Now that we have this up infront of us, how is the Brumbacks doing today? They won't come up with anything negitive or bad to say about me in here. I painted a 90k job next door to them a few years ago and he liked my truck so much he went right over and had it wrapped by the people I told him to use. 

Selling new construction jobs and selling re-paints can be two tottally diferent animals. I will tell you now all new house painters can not paint re-paints, that is like sending a bull for a walk in a china house.



> Some of my work is still featured on their site.


That's funny though because last I looked they had a few pictures only, and your work being featured on that site sounds kind of stingy considering they are hands on type of contractors and I am sure they would say they were next to you yelling, lol just joking about yelling.


----------



## Mr. Mike (Dec 27, 2008)

Brumback now is more re-paints now.


----------



## cutnut (Oct 25, 2008)

Yes, I moved here in '99 and started my business. My first job here was for a prominent former actor who has a ranch here. I was hired to wash and oil all of the fences on the property and to stain the new barn (16k sf) as it was built. From there I got the interior repaint, with all new faux finishes - marbleizing, graining, strie, glazes etc and then hooked on with his builder and branched from there. 

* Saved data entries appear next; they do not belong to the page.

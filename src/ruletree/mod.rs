//! Token trie over compiled filter patterns.
//!
//! Patterns are lowered into a sequence of slots (exact token, `^`
//! separator, `*` wildcard, `|`/`||` anchors) and inserted as a path from
//! the root. Queries walk the trie in three directions at every step:
//! the exact-match child for the current token, the wildcard child
//! (consuming one token), and the separator child (consuming one separator
//! character, or matching the end of the address). Payloads are collected
//! from every node visited along the way.
//!
//! Writers take node-local locks; lookups only take read locks, so queries
//! stay safe alongside concurrent inserts into disjoint subtrees.

use std::sync::Arc;

use parking_lot::RwLock;
use rustc_hash::FxHashMap;

use crate::interner::TokenInterner;
use crate::utils;

const KIND_SHIFT: u32 = 28;
const KIND_MASK: u32 = 0xF;
const TOKEN_ID_MASK: u32 = (1 << 28) - 1;

/// Children are kept in an inline array until this size, then promoted to
/// a hash map. Most nodes have one to three children; an empty map header
/// would dominate the footprint at filter-list scale.
const CHILDREN_MAX_INLINE: usize = 8;

#[derive(Clone, Copy, PartialEq, Eq, Hash, Debug)]
#[repr(u8)]
pub enum NodeKind {
    ExactMatch = 0,
    AddressRoot = 1,
    DomainAnchor = 2,
    Wildcard = 3,
    Separator = 4,
}

/// Packed `(kind:4 | token_id:28)` node identity. The token id is zero for
/// every kind except `ExactMatch`.
#[derive(Clone, Copy, PartialEq, Eq, Hash, Debug)]
pub struct NodeKey(u32);

impl NodeKey {
    pub fn new(kind: NodeKind, token_id: u32) -> NodeKey {
        debug_assert!(token_id <= TOKEN_ID_MASK, "token id exceeds 28-bit limit");
        NodeKey(((kind as u32) << KIND_SHIFT) | (token_id & TOKEN_ID_MASK))
    }

    pub fn kind(self) -> u32 {
        (self.0 >> KIND_SHIFT) & KIND_MASK
    }

    pub fn token_id(self) -> u32 {
        self.0 & TOKEN_ID_MASK
    }
}

enum Children<T> {
    Inline(Vec<(NodeKey, Arc<Node<T>>)>),
    Map(FxHashMap<NodeKey, Arc<Node<T>>>),
}

struct Node<T> {
    children: RwLock<Children<T>>,
    payload: RwLock<Vec<T>>,
}

impl<T: Clone> Node<T> {
    fn new() -> Arc<Node<T>> {
        Arc::new(Node {
            children: RwLock::new(Children::Inline(Vec::new())),
            payload: RwLock::new(Vec::new()),
        })
    }

    fn find_or_add_child(&self, key: NodeKey) -> Arc<Node<T>> {
        let mut children = self.children.write();
        let promote = match &mut *children {
            Children::Inline(arr) => {
                if let Some((_, node)) = arr.iter().find(|(k, _)| *k == key) {
                    return Arc::clone(node);
                }
                if arr.len() < CHILDREN_MAX_INLINE {
                    let node = Node::new();
                    arr.push((key, Arc::clone(&node)));
                    return node;
                }
                true
            }
            Children::Map(map) => {
                return Arc::clone(map.entry(key).or_insert_with(Node::new));
            }
        };

        debug_assert!(promote);
        let previous = std::mem::replace(&mut *children, Children::Map(FxHashMap::default()));
        let Children::Inline(arr) = previous else {
            unreachable!("promotion starts from the inline representation");
        };
        let node = Node::new();
        let mut map: FxHashMap<NodeKey, Arc<Node<T>>> = arr.into_iter().collect();
        map.insert(key, Arc::clone(&node));
        *children = Children::Map(map);
        node
    }

    fn find_child(&self, key: NodeKey) -> Option<Arc<Node<T>>> {
        match &*self.children.read() {
            Children::Inline(arr) => arr
                .iter()
                .find(|(k, _)| *k == key)
                .map(|(_, n)| Arc::clone(n)),
            Children::Map(map) => map.get(&key).map(Arc::clone),
        }
    }

    fn collect_payload(&self, out: &mut Vec<T>) {
        let payload = self.payload.read();
        out.extend(payload.iter().cloned());
    }

    /// Enters this node: collect its payload, then continue the walk.
    fn walk(&self, tokens: &[&str], interner: &TokenInterner, out: &mut Vec<T>) {
        self.collect_payload(out);
        self.step(tokens, interner, out);
    }

    /// Continues the walk without collecting this node's payload.
    fn step(&self, tokens: &[&str], interner: &TokenInterner, out: &mut Vec<T>) {
        let Some((first, rest)) = tokens.split_first() else {
            // The end of the address is a valid separator.
            if let Some(sep) = self.find_child(NodeKey::new(NodeKind::Separator, 0)) {
                sep.walk(tokens, interner, out);
            }
            return;
        };

        if utils::is_separator_token(first) {
            if let Some(sep) = self.find_child(NodeKey::new(NodeKind::Separator, 0)) {
                sep.walk(rest, interner, out);
            }
        }
        if let Some(wild) = self.find_child(NodeKey::new(NodeKind::Wildcard, 0)) {
            wild.walk(rest, interner, out);
        }
        if let Some(id) = interner.get(first) {
            if let Some(exact) = self.find_child(NodeKey::new(NodeKind::ExactMatch, id)) {
                exact.walk(rest, interner, out);
            }
        }
    }

    fn compact(&self) {
        self.payload.write().shrink_to_fit();

        let mut children = self.children.write();
        let current = std::mem::replace(&mut *children, Children::Inline(Vec::new()));
        *children = match current {
            Children::Inline(mut arr) => {
                arr.shrink_to_fit();
                Children::Inline(arr)
            }
            Children::Map(map) => {
                if map.len() <= CHILDREN_MAX_INLINE {
                    Children::Inline(map.into_iter().collect())
                } else {
                    Children::Map(map)
                }
            }
        };
        let snapshot: Vec<Arc<Node<T>>> = match &*children {
            Children::Inline(arr) => arr.iter().map(|(_, n)| Arc::clone(n)).collect(),
            Children::Map(map) => map.values().map(Arc::clone).collect(),
        };
        drop(children);

        for child in snapshot {
            child.compact();
        }
    }
}

/// The address under lookup: the canonical URL, its hostname, and the
/// path-and-query remainder that follows the hostname.
pub struct QueryAddress<'a> {
    pub url: &'a str,
    pub host: &'a str,
    pub after_host: &'a str,
}

pub struct RuleTree<T: Clone> {
    root: Arc<Node<T>>,
    interner: TokenInterner,
}

impl<T: Clone> Default for RuleTree<T> {
    fn default() -> Self {
        Self::new()
    }
}

impl<T: Clone> RuleTree<T> {
    pub fn new() -> RuleTree<T> {
        RuleTree {
            root: Node::new(),
            interner: TokenInterner::new(),
        }
    }

    /// Compiles `pattern` and appends `data` to the terminal node. An empty
    /// pattern lands on the root and matches every address.
    pub fn insert(&self, pattern: &str, data: T) {
        let mut node = Arc::clone(&self.root);
        for key in self.compile_pattern(pattern) {
            let next = node.find_or_add_child(key);
            node = next;
        }
        node.payload.write().push(data);
    }

    /// Returns the payloads of every node reachable from `addr`, in
    /// traversal order. Overlapping walks may yield the same payload more
    /// than once; callers deduplicate by identity.
    pub fn find(&self, addr: &QueryAddress) -> Vec<T> {
        let tokens = utils::tokenize(addr.url);
        let mut out = Vec::new();

        self.root.collect_payload(&mut out);

        if let Some(anchor) = self
            .root
            .find_child(NodeKey::new(NodeKind::AddressRoot, 0))
        {
            anchor.walk(&tokens, &self.interner, &mut out);
        }

        for start in 0..tokens.len() {
            self.root.step(&tokens[start..], &self.interner, &mut out);
        }

        if let Some(domain_root) = self
            .root
            .find_child(NodeKey::new(NodeKind::DomainAnchor, 0))
        {
            let tail = utils::tokenize(addr.after_host);
            for offset in utils::host_label_offsets(addr.host) {
                let mut toks: Vec<&str> = Vec::with_capacity(tail.len() + 1);
                toks.push(&addr.host[offset..]);
                toks.extend_from_slice(&tail);
                domain_root.step(&toks, &self.interner, &mut out);
            }
        }

        out
    }

    /// Shrinks every payload and child list to its used length. Called once
    /// after the bulk load; inserts afterwards remain valid and are simply
    /// uncompacted tails.
    pub fn compact(&self) {
        self.root.compact();
    }

    fn compile_pattern(&self, pattern: &str) -> Vec<NodeKey> {
        let mut keys = Vec::new();
        let mut rest = pattern;

        let host_anchored = if let Some(stripped) = rest.strip_prefix("||") {
            keys.push(NodeKey::new(NodeKind::DomainAnchor, 0));
            rest = stripped;
            true
        } else if let Some(stripped) = rest.strip_prefix('|') {
            keys.push(NodeKey::new(NodeKind::AddressRoot, 0));
            rest = stripped;
            false
        } else {
            false
        };

        // Hostnames match case-insensitively; paths and queries do not.
        let folded;
        let rest = if host_anchored {
            let host_end = rest
                .find(|c| matches!(c, '/' | '^' | '*'))
                .unwrap_or(rest.len());
            folded = format!(
                "{}{}",
                utils::fold_case(&rest[..host_end]),
                &rest[host_end..]
            );
            folded.as_str()
        } else {
            rest
        };

        let mut run_start = 0;
        for (i, c) in rest.char_indices() {
            match c {
                '^' | '*' => {
                    self.push_exact_run(&rest[run_start..i], &mut keys);
                    run_start = i + 1;
                    let kind = if c == '^' {
                        NodeKind::Separator
                    } else {
                        NodeKind::Wildcard
                    };
                    keys.push(NodeKey::new(kind, 0));
                }
                _ => {}
            }
        }
        self.push_exact_run(&rest[run_start..], &mut keys);

        keys
    }

    fn push_exact_run(&self, run: &str, keys: &mut Vec<NodeKey>) {
        for token in utils::tokenize(run) {
            let id = self.interner.intern(token);
            keys.push(NodeKey::new(NodeKind::ExactMatch, id));
        }
    }
}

I have 8 employees year round. I havent had good luck with the resi repaint guys. The craft of painting is really about knowing how to make a beautiful finish on raw material, a blank canvas. Guys who have only done resi repaints dont truly know the full potential of fine finishing because they have only ever gone over the bad work that came before them. I love creating the original finish and being in charge of keeping it looking nice going forward. Also, I dont offer all the specials and discounts and signing bonuses that you do, which I think is a good thing.


----------



## DavidNTX (May 6, 2007)

Both types of finishes are like an art form. Whether you are starting with a "blank canvas" or repainting over an old one, proper techniques and materials are required for a good quality finish for both. You can't say that one requires more or less skill than the other. Both sides can make good arguments.

As a professional painter one should be ready and able to do what is required, whether it be new construction or a repaint just like a painter should be able to brush, roll or spray as the conditions warrant. Not all painters are spray men but should be able to pickup a spraygun if required. A sprayman should also be able to pickup a brush and roller if required.

Not everything can be brushed and not everything can be sprayed. Even doing new commercial work, repaints do happen and even in a repaint market, new work does happen.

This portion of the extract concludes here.